*What is needed*:
Pick every line from the data that holds the word "ProcessConfig".

Collected data:
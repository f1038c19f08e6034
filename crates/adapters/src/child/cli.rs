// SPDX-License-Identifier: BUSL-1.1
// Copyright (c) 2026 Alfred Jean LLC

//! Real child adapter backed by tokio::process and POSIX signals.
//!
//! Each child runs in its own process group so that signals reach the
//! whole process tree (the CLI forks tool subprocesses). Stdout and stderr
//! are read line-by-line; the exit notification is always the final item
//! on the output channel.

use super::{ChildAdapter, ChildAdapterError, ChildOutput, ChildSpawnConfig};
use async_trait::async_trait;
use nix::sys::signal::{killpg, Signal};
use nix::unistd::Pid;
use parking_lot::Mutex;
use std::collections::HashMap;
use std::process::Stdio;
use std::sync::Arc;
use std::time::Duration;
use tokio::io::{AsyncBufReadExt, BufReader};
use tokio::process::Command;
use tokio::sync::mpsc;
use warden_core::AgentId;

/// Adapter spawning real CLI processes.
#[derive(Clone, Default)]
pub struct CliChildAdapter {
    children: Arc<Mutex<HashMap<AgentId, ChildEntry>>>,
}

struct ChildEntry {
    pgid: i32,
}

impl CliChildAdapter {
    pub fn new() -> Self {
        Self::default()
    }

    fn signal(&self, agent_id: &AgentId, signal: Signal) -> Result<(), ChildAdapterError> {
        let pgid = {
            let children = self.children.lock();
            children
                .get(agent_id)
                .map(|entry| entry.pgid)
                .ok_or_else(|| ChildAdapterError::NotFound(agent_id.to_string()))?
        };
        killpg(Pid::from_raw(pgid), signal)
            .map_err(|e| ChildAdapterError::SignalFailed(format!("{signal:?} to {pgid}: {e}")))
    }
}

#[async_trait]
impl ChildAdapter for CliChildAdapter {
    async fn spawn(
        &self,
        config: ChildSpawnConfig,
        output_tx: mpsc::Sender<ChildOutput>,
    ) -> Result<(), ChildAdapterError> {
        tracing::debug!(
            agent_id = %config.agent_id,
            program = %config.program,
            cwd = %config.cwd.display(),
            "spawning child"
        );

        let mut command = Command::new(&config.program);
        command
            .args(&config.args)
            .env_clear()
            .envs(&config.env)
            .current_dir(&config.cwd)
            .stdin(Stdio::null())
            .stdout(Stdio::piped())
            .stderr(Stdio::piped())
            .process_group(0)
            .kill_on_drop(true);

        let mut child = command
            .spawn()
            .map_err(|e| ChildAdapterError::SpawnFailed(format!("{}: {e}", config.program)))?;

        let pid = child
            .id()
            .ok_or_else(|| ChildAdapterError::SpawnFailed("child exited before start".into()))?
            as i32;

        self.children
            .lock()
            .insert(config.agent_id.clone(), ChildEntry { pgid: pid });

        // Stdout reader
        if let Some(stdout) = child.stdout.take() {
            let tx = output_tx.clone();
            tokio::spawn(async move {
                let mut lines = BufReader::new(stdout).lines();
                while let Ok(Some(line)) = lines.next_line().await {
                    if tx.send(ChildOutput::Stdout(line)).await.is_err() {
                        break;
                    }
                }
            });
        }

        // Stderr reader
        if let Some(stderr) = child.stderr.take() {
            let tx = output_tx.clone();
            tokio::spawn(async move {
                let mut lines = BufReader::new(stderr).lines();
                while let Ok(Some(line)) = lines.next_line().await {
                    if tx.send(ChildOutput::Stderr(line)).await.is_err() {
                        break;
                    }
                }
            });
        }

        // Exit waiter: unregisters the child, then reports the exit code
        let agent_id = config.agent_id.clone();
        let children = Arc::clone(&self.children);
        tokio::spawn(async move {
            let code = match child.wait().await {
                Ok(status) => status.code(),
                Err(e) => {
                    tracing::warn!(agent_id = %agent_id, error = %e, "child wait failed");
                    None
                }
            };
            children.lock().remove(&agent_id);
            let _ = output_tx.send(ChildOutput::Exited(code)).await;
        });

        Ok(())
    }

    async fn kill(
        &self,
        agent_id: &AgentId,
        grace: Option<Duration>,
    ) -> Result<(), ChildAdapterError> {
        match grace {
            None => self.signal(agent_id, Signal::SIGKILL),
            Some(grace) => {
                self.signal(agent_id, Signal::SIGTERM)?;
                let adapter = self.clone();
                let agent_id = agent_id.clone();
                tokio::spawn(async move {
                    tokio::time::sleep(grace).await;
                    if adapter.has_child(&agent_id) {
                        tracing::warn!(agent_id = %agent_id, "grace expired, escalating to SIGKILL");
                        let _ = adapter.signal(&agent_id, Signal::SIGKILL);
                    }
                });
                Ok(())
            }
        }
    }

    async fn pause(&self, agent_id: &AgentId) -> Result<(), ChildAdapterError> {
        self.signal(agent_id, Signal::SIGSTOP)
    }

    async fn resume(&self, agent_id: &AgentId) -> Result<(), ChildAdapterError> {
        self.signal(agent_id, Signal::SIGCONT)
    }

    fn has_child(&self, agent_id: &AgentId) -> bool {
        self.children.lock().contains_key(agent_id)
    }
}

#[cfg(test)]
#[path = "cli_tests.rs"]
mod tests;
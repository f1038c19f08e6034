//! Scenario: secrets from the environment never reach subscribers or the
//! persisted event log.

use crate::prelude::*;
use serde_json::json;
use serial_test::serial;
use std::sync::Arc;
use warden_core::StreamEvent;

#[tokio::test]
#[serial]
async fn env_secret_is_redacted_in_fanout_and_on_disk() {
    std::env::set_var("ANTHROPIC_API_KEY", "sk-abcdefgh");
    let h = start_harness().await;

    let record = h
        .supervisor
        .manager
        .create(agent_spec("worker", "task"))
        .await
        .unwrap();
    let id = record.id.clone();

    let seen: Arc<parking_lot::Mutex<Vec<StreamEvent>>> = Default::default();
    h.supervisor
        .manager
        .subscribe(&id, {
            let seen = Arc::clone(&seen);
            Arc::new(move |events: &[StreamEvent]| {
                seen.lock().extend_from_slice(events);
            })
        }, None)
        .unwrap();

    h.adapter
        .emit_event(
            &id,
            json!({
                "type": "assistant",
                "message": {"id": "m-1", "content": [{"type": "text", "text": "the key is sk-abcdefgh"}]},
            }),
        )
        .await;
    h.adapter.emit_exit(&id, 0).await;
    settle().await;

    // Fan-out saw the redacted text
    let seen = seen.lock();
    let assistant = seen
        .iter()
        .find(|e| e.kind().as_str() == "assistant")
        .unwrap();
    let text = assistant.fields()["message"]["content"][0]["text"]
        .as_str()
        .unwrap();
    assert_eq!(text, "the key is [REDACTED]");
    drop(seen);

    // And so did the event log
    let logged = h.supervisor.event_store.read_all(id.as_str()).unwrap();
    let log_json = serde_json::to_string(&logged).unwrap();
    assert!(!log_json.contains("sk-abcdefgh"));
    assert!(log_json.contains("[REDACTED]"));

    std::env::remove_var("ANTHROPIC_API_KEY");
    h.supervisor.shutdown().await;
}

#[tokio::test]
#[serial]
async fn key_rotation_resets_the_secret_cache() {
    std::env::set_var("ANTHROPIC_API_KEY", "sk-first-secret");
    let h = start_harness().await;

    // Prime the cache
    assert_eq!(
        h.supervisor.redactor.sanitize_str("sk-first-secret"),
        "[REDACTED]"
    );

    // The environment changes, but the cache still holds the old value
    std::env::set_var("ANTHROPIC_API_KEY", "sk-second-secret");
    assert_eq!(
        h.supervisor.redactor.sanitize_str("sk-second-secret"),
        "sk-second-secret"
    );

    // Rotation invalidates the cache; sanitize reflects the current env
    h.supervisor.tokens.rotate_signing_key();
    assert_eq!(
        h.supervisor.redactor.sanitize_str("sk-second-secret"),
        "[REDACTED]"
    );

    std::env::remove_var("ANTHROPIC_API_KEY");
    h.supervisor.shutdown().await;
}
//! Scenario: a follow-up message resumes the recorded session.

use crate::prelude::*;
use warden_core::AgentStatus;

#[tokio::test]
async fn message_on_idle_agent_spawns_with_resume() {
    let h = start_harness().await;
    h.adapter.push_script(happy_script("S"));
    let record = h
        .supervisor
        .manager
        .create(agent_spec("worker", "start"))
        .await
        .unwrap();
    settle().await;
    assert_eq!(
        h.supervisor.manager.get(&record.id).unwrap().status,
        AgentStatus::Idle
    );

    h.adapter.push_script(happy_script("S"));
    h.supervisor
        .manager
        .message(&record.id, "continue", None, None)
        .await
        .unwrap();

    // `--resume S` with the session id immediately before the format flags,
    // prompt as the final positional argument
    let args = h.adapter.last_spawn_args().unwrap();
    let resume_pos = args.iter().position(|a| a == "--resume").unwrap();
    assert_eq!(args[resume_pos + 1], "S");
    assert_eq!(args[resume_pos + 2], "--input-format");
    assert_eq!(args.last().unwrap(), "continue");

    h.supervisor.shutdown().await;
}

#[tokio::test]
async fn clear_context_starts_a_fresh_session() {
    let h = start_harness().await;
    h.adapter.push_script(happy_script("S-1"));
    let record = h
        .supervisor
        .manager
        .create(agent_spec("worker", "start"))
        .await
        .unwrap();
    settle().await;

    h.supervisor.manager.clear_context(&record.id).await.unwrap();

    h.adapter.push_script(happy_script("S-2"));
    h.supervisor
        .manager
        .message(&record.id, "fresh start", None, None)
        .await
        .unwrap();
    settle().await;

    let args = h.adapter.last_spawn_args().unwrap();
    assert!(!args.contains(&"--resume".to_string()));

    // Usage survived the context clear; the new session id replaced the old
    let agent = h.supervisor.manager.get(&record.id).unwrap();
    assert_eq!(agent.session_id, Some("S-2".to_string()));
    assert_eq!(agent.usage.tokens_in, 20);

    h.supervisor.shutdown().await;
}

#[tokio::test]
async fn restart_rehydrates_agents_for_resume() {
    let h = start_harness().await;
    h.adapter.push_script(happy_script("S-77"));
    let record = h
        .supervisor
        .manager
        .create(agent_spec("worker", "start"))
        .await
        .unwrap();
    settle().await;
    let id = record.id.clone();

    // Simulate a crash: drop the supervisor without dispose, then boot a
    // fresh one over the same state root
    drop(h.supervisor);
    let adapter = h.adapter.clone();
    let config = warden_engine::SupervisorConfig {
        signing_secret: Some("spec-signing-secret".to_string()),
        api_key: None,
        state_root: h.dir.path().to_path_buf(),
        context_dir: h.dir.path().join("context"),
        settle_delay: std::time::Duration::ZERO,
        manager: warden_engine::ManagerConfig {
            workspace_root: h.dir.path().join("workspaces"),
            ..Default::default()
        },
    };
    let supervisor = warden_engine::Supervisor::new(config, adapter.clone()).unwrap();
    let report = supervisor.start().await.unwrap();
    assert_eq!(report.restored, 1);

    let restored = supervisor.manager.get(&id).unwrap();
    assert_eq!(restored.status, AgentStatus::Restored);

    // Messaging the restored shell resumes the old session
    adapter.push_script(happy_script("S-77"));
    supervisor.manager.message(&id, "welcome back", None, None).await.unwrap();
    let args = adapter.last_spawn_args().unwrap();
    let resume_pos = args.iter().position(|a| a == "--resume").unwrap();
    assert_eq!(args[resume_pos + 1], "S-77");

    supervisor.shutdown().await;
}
---
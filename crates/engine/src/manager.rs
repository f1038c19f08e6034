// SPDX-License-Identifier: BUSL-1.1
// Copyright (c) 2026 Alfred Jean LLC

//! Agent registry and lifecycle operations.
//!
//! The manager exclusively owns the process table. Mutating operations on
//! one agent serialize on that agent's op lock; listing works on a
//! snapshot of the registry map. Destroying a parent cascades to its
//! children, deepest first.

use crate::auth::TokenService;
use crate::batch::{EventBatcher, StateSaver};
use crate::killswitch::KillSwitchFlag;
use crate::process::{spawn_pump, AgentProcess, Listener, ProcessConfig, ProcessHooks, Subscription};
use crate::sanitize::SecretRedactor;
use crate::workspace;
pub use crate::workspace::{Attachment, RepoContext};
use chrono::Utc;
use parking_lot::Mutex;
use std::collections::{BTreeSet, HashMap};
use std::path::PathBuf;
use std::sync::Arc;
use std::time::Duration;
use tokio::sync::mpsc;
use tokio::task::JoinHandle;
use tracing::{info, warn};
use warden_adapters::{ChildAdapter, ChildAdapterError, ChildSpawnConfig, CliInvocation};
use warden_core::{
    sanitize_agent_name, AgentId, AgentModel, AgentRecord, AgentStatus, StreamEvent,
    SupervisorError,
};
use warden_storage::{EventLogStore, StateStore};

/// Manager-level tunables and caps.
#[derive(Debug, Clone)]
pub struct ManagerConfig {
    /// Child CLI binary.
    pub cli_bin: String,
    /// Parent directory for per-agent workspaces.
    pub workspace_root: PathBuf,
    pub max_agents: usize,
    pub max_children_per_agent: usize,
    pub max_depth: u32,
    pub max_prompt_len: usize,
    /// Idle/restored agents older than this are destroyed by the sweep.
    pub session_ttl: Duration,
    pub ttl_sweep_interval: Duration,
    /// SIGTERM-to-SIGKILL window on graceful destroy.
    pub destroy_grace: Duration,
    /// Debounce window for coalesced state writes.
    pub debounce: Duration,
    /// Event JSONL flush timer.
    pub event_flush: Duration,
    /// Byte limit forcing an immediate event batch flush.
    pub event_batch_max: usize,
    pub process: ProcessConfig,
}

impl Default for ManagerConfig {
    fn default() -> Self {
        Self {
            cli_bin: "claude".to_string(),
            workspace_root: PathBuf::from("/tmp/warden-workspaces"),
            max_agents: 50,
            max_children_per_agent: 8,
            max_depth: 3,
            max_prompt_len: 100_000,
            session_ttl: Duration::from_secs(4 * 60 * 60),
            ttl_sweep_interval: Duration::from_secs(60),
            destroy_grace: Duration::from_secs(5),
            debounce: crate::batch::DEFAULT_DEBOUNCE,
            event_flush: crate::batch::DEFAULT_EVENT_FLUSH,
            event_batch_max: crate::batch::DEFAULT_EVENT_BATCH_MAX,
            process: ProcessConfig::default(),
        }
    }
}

*Written response*:
use crate::process::{spawn_pump, AgentProcess, Listener, ProcessConfig, ProcessHooks, Subscription};
    pub process: ProcessConfig,
            process: ProcessConfig::default(),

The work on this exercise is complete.